## Exercise
Only a number is wanted here: the count of lines in the data below where the string "Some" occurs.

[Data items]

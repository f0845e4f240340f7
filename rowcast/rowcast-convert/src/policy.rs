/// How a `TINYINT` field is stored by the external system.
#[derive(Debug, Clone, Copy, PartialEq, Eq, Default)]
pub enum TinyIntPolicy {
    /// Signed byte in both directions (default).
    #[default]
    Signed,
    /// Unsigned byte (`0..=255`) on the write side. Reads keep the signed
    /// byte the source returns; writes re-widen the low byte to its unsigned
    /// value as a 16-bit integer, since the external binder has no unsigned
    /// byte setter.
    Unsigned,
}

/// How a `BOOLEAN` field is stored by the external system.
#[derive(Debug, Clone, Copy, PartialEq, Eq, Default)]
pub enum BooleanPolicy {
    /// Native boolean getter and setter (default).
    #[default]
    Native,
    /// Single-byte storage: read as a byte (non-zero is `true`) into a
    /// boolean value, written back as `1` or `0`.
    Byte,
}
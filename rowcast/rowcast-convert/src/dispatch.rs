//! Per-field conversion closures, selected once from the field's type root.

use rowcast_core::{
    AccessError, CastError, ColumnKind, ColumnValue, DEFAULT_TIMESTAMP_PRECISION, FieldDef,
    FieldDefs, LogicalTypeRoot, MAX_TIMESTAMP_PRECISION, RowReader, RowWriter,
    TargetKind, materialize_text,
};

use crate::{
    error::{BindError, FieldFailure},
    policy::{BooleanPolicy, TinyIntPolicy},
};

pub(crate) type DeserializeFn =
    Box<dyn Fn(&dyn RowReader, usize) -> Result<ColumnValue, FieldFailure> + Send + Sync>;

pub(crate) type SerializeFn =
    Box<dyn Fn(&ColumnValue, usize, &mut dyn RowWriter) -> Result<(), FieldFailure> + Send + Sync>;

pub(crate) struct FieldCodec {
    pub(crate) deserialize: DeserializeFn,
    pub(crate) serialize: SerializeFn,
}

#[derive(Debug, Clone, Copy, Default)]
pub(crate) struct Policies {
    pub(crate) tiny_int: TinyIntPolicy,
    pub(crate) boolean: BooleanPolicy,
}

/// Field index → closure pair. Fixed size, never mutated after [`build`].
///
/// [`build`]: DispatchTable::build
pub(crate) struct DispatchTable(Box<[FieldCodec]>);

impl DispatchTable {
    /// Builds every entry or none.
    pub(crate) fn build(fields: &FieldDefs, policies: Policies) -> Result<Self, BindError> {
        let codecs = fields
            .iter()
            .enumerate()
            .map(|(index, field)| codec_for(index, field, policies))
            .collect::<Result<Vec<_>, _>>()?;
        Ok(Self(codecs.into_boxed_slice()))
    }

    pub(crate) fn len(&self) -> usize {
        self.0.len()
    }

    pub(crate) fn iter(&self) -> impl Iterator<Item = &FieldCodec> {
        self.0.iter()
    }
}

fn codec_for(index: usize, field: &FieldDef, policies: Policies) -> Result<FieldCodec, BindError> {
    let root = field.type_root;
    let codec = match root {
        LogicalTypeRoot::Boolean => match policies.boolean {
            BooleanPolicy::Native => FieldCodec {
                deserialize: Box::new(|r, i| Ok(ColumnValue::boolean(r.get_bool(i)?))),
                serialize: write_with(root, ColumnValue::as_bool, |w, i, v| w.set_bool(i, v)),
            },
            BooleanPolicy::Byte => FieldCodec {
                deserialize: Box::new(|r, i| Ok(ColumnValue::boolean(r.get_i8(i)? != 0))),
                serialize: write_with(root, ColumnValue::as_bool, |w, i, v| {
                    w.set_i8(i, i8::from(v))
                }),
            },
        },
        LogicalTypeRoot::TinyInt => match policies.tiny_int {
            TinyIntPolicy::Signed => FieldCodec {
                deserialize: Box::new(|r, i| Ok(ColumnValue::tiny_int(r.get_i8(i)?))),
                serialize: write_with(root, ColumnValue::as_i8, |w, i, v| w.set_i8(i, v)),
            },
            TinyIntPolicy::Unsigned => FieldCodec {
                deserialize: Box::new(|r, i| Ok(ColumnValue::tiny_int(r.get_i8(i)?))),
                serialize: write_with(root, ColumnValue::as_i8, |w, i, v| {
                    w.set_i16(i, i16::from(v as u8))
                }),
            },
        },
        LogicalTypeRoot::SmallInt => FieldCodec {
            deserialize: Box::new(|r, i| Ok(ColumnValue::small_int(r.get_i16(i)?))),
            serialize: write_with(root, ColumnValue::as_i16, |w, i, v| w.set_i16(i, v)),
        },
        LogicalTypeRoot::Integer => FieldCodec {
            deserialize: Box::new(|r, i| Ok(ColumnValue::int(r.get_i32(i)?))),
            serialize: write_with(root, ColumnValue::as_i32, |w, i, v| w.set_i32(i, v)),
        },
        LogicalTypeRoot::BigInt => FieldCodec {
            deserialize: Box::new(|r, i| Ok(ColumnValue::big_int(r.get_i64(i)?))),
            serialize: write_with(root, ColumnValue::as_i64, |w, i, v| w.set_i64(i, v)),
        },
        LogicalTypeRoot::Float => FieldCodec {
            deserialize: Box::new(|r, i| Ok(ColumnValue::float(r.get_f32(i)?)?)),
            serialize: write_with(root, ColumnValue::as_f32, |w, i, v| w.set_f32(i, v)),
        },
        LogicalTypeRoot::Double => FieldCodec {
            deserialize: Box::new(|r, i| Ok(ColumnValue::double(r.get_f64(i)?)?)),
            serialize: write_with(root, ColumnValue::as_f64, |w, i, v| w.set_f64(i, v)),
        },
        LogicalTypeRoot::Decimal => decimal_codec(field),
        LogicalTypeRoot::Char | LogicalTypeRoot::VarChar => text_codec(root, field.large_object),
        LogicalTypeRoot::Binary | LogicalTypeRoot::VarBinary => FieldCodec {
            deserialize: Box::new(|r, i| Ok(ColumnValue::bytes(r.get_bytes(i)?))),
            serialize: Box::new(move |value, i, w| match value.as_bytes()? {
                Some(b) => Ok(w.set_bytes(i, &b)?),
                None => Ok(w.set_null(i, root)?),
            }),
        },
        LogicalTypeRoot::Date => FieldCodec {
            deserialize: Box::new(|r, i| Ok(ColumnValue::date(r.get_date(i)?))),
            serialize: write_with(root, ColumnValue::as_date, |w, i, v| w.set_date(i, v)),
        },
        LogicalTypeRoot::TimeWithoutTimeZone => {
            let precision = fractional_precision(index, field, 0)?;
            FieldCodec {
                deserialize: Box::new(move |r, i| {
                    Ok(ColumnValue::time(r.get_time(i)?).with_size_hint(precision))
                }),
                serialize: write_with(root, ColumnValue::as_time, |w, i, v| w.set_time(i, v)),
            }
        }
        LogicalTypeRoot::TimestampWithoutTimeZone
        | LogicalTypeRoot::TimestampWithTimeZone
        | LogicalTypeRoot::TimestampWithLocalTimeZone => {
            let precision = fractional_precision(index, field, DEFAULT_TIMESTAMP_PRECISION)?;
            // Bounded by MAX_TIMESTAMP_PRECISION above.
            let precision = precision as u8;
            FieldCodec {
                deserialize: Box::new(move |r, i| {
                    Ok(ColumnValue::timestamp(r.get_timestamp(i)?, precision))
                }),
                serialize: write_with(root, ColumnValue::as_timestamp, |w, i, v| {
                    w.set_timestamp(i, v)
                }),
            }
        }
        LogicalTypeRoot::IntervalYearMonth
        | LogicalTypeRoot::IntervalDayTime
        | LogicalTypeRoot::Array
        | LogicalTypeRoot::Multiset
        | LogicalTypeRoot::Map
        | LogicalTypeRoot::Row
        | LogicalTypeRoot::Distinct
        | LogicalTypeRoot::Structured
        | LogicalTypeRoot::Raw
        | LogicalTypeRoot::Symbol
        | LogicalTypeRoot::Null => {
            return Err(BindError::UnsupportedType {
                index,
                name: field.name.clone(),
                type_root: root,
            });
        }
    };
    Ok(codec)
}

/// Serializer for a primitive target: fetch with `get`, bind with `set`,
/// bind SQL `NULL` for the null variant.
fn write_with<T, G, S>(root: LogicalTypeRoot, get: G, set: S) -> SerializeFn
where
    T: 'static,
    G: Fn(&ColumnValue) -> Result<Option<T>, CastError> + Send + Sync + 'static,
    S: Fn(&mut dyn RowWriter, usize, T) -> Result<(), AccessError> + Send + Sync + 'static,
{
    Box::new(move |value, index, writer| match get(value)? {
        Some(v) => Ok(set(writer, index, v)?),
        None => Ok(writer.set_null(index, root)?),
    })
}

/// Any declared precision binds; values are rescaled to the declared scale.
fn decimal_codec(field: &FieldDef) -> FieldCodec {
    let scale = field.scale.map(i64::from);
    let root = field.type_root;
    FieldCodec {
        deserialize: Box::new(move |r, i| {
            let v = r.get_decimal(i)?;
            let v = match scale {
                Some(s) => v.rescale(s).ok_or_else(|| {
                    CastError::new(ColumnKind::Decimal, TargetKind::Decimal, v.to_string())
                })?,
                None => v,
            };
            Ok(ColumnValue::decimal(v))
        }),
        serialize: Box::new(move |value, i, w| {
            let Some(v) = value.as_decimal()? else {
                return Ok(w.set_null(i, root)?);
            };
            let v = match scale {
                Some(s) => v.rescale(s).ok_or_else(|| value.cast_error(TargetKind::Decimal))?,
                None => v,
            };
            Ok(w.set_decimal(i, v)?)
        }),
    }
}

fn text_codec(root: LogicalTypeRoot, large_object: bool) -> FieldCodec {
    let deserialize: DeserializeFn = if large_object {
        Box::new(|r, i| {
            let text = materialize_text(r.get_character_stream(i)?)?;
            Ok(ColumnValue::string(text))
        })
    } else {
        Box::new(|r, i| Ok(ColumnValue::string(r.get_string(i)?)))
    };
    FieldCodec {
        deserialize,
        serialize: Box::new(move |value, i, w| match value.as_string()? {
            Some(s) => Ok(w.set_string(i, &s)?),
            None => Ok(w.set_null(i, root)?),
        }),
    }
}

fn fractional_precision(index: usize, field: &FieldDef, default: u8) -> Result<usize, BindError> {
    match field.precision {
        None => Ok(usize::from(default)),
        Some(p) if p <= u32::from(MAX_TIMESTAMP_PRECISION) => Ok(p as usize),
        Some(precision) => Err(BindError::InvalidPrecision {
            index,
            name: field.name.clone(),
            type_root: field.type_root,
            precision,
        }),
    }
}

## Response to this exercise
8